◆ Requirement
When a line of the entries below contains "then", it counts once; state how many such lines there are and nothing else.

◆ Collected data entries

[Start of section]

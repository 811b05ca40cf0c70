//! Integration tests for the cluster grid layout.
//!
//! Images are tiny solid-colour buffers so every cell can be checked by
//! sampling a single pixel.

use std::collections::BTreeMap;

use imagecluster_core::{
    annotations, estimate_bytes, Annotation, Error, FeedbackLedger, IdentityPolicy, ImageMap,
    LayoutConfig, LayoutEngine, Partition, PixelBuffer,
};

const WHITE: [u8; 3] = [255, 255, 255];

// ─── helpers ─────────────────────────────────────────────────────────────────

fn ids(names: &[&str]) -> Vec<String> {
    names.iter().map(|s| s.to_string()).collect()
}

/// Solid colour derived from the name so cells can be told apart.
fn colour_of(name: &str) -> [u8; 3] {
    let b = name.as_bytes()[0];
    [b, b.wrapping_mul(3), 7]
}

fn solid_images(names: &[&str], h: usize, w: usize) -> ImageMap {
    let mut m = ImageMap::new();
    for n in names {
        m.insert(n.to_string(), PixelBuffer::filled(w, h, colour_of(n)).unwrap());
    }
    m
}

fn engine(padding: usize, max_cluster_size: Option<usize>, mem_limit: u64) -> LayoutEngine {
    LayoutEngine::new(LayoutConfig {
        padding,
        max_cluster_size,
        mem_limit,
        ..LayoutConfig::default()
    })
}

/// `{2: [[a, b]], 3: [[c, d, e]]}`
fn two_three_partition() -> Partition {
    let mut groups = BTreeMap::new();
    groups.insert(2, vec![ids(&["a", "b"])]);
    groups.insert(3, vec![ids(&["c", "d", "e"])]);
    Partition::from_groups(groups)
}

// ─── scenarios ───────────────────────────────────────────────────────────────

#[test]
fn test_two_and_three_cluster_scenario() {
    let partition = two_three_partition();
    let images = solid_images(&["a", "b", "c", "d", "e"], 10, 10);
    let layout = engine(0, None, u64::MAX).render(&partition, &images).unwrap();

    assert_eq!(layout.raster.height(), 30);
    assert_eq!(layout.raster.width(), 20);
    assert_eq!(layout.rows, 3);

    // Column 0 is the size-2 cluster: a, b, then background.
    assert_eq!(layout.raster.pixel(5, 5), Some(colour_of("a")));
    assert_eq!(layout.raster.pixel(5, 15), Some(colour_of("b")));
    assert_eq!(layout.raster.pixel(5, 25), Some(WHITE));
    assert_eq!(layout.raster.pixel(0, 20), Some(WHITE));
    assert_eq!(layout.raster.pixel(9, 29), Some(WHITE));

    // Column 1 is the size-3 cluster.
    assert_eq!(layout.raster.pixel(15, 5), Some(colour_of("c")));
    assert_eq!(layout.raster.pixel(15, 15), Some(colour_of("d")));
    assert_eq!(layout.raster.pixel(15, 25), Some(colour_of("e")));

    let p = &layout.placements;
    assert_eq!(p.len(), 2);
    assert_eq!((p[0].column, p[0].display_index, p[0].size), (0, 1, 2));
    assert_eq!((p[0].x_start, p[0].x_end, p[0].filled_rows), (0, 10, 2));
    assert_eq!((p[1].column, p[1].display_index, p[1].size), (1, 2, 3));
    assert_eq!((p[1].x_start, p[1].x_end, p[1].filled_rows), (10, 20, 3));
    assert_eq!(p[1].members, ids(&["c", "d", "e"]));
}

#[test]
fn test_capacity_exceeded_reports_formula_exactly() {
    let partition = two_three_partition();
    let images = solid_images(&["a", "b", "c", "d", "e"], 10, 10);
    let expected = 3 * 10 * (2 * 10 + 0) * 3;
    assert_eq!(estimate_bytes(3, 2, (10, 10), 0), expected);

    match engine(0, None, expected - 1).render(&partition, &images) {
        Err(Error::CapacityExceeded { estimated, limit }) => {
            assert_eq!(estimated, expected);
            assert_eq!(limit, expected - 1);
        }
        other => panic!("expected CapacityExceeded, got {:?}", other.map(|l| l.placements)),
    }

    // Exactly at the limit is fine.
    assert!(engine(0, None, expected).render(&partition, &images).is_ok());
}

#[test]
fn test_budget_boundary_with_padding() {
    let partition = two_three_partition();
    let images = solid_images(&["a", "b", "c", "d", "e"], 4, 6);
    let est = estimate_bytes(3, 2, (4, 6), 20);
    assert_eq!(est, 3 * 4 * (2 * 6 + 2 * 20) * 3);

    let plan_ok = engine(20, None, est).plan(&partition, &images).unwrap();
    assert_eq!(plan_ok.estimated_bytes, est);
    // The real canvas never exceeds the estimate.
    assert!((plan_ok.canvas_width() * plan_ok.canvas_height() * 3) as u64 <= est);

    assert!(matches!(
        engine(20, None, est - 1).plan(&partition, &images),
        Err(Error::CapacityExceeded { .. })
    ));
}

#[test]
fn test_grid_dimensions_with_padding() {
    // N = 4 clusters, R = 3.
    let partition = Partition::from_clusters(vec![
        ids(&["a"]),
        ids(&["b", "c"]),
        ids(&["d", "e", "f"]),
        ids(&["g", "h"]),
    ]);
    let images = solid_images(&["a", "b", "c", "d", "e", "f", "g", "h"], 5, 8);
    let layout = engine(20, None, u64::MAX).render(&partition, &images).unwrap();

    assert_eq!(layout.raster.width(), 4 * 8 + 3 * 20);
    assert_eq!(layout.raster.height(), 3 * 5);

    // Size order: [a], [b,c], [g,h], [d,e,f]
    let firsts: Vec<&str> = layout
        .placements
        .iter()
        .map(|p| p.members[0].as_str())
        .collect();
    assert_eq!(firsts, ["a", "b", "g", "d"]);
    let starts: Vec<usize> = layout.placements.iter().map(|p| p.x_start).collect();
    assert_eq!(starts, [0, 28, 56, 84]);

    // Padding gap between column 0 and 1 is background on every row.
    for y in 0..layout.raster.height() {
        assert_eq!(layout.raster.pixel(8, y), Some(WHITE));
        assert_eq!(layout.raster.pixel(27, y), Some(WHITE));
    }
}

#[test]
fn test_max_cluster_size_excludes_whole_clusters() {
    let partition = two_three_partition();
    let images = solid_images(&["a", "b", "c", "d", "e"], 10, 10);
    let layout = engine(0, Some(2), u64::MAX).render(&partition, &images).unwrap();
    assert_eq!(layout.placements.len(), 1);
    assert_eq!(layout.raster.width(), 10);
    assert_eq!(layout.raster.height(), 20);

    assert!(matches!(
        engine(0, Some(1), u64::MAX).render(&partition, &images),
        Err(Error::EmptyInput)
    ));
}

#[test]
fn test_excluded_clusters_do_not_need_images() {
    let partition = two_three_partition();
    // Only the size-2 cluster's images are available.
    let images = solid_images(&["a", "b"], 10, 10);
    assert!(engine(0, Some(2), u64::MAX).render(&partition, &images).is_ok());
}

#[test]
fn test_empty_partition() {
    let images = solid_images(&["a"], 2, 2);
    assert!(matches!(
        engine(20, None, u64::MAX).render(&Partition::new(), &images),
        Err(Error::EmptyInput)
    ));
}

#[test]
fn test_inconsistent_shape() {
    let partition = two_three_partition();
    let mut images = solid_images(&["a", "b", "c", "d"], 10, 10);
    images.insert("e".to_string(), PixelBuffer::filled(12, 10, colour_of("e")).unwrap());
    match engine(0, None, u64::MAX).render(&partition, &images) {
        Err(Error::InconsistentShape {
            id,
            expected,
            found,
        }) => {
            assert_eq!(id, "e");
            assert_eq!(expected, (10, 10));
            assert_eq!(found, (10, 12));
        }
        other => panic!("expected InconsistentShape, got {:?}", other.map(|l| l.rows)),
    }
}

#[test]
fn test_missing_image() {
    let partition = two_three_partition();
    let images = solid_images(&["a", "b", "c", "e"], 10, 10);
    match engine(0, None, u64::MAX).render(&partition, &images) {
        Err(Error::MissingImage { id }) => assert_eq!(id, "d"),
        other => panic!("expected MissingImage, got {:?}", other.map(|l| l.rows)),
    }
}

#[test]
fn test_custom_background() {
    let partition = two_three_partition();
    let images = solid_images(&["a", "b", "c", "d", "e"], 2, 2);
    let layout = LayoutEngine::new(LayoutConfig {
        padding: 1,
        background: [0, 0, 0],
        ..LayoutConfig::default()
    })
    .render(&partition, &images)
    .unwrap();
    assert_eq!(layout.raster.pixel(2, 0), Some([0, 0, 0]));
    assert_eq!(layout.raster.pixel(0, 5), Some([0, 0, 0]));
}

#[test]
fn test_annotations_carry_ledger_confidence() {
    let partition = two_three_partition();
    let images = solid_images(&["a", "b", "c", "d", "e"], 10, 10);
    let layout = engine(20, None, u64::MAX).render(&partition, &images).unwrap();

    let identity = IdentityPolicy::ContentHash;
    let mut ledger = FeedbackLedger::new();
    let c = identity.cluster_id(&layout.placements[1].members, 2);
    ledger.record(c, true, 0);
    ledger.record(c, true, 1);
    ledger.record(c, false, 2);

    let overlay = annotations(&layout, |p| {
        Some(ledger.confidence(identity.cluster_id(&p.members, p.display_index)))
    });
    let labels: Vec<&str> = overlay
        .iter()
        .filter_map(|a| match a {
            Annotation::Label { text, .. } => Some(text.as_str()),
            _ => None,
        })
        .collect();
    assert_eq!(labels, ["1 (0.50)", "2 (0.67)"]);
}
impl<R: LearningRule> WeightPolicy<R> {
    /// Like [`WeightPolicy::new`] with a custom update rule.
    pub fn with_rule(config: PolicyConfig, rule: R) -> Result<Self> {
        config.validate()?;
        let initial = WeightSet::with_keys(&config.keys, config.initial_weight)?;
        Ok(Self {
            weights: initial.clone(),
            initial,
            config,
            rule,
        })
    }

    /// Move every weight up (accepted) or down (rejected) by one step.
    pub fn apply_feedback(&mut self, accepted: bool) {
        self.apply_verdict(Verdict::from_bool(accepted));
    }

    /// Apply one [`Verdict`].
    pub fn apply_verdict(&mut self, verdict: Verdict) {
        self.rule.update(&mut self.weights, verdict, &self.config);
    }

    /// Reset to the initial weights, then apply every ledger record in order.
    pub fn replay(&mut self, ledger: &FeedbackLedger) {
        self.reset();
        for record in ledger.history() {
            self.apply_verdict(record.verdict());
        }
        debug!(
            "WeightPolicy::replay records={} weights={:?}",
            ledger.len(),
            self.weights
        );
    }

    /// Return every weight to `initial_weight`.
    pub fn reset(&mut self) {
        self.weights = self.initial.clone();
    }

    /// Read-only view of the live weights.
    pub fn current_weights(&self) -> &WeightSet {
        &self.weights
    }

    /// The configuration this policy was built with.
    pub fn config(&self) -> &PolicyConfig {
        &self.config
    }

    /// Replace the live weights with previously persisted ones.
    ///
    /// `weights` must carry exactly this policy's keys, in order, with every
    /// value inside the bounds. On error the live weights are unchanged.
    pub fn restore(&mut self, weights: WeightSet) -> Result<()> {
        if !weights.keys().eq(self.initial.keys()) {
            return Err(Error::invalid("weights", "key set does not match the policy"));
        }
        if let Some((k, v)) = weights
            .iter()
            .find(|(_, v)| !(v.is_finite() && *v >= self.config.min_weight && *v <= self.config.max_weight))
        {
            return Err(Error::invalid(
                "weights",
                alloc::format!(
                    "{} = {} outside [{}, {}]",
                    k, v, self.config.min_weight, self.config.max_weight
                ),
            ));
        }
        self.weights = weights;
        Ok(())
    }

    /// Build a weight set with this policy's keys from `(name, value)` pairs.
    ///
    /// Used when reloading persisted weights; values are checked by [`restore`](Self::restore).
    pub fn weights_from_pairs<'a, I>(&self, pairs: I) -> Result<WeightSet>
    where
        I: IntoIterator<Item = (&'a str, f32)>,
    {
        let mut set = self.initial.clone();
        let mut filled = [false; MAX_WEIGHT_KEYS];
        for (name, value) in pairs {
            let i = set
                .entries
                .iter()
                .position(|(k, _)| k.as_str() == name)
                .ok_or_else(|| Error::invalid("weights", alloc::format!("unknown key '{}'", name)))?;
            if filled[i] {
                return Err(Error::invalid(
                    "weights",
                    alloc::format!("key '{}' given more than once", name),
                ));
            }
            filled[i] = true;
            set.entries[i].1 = value;
        }
        if let Some(i) = filled[..set.len()].iter().position(|f| !f) {
            return Err(Error::invalid(
                "weights",
                alloc::format!("no value for key '{}'", set.entries[i].0),
            ));
        }
        Ok(set)
    }
}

[End of section]

◆ Exercise output
2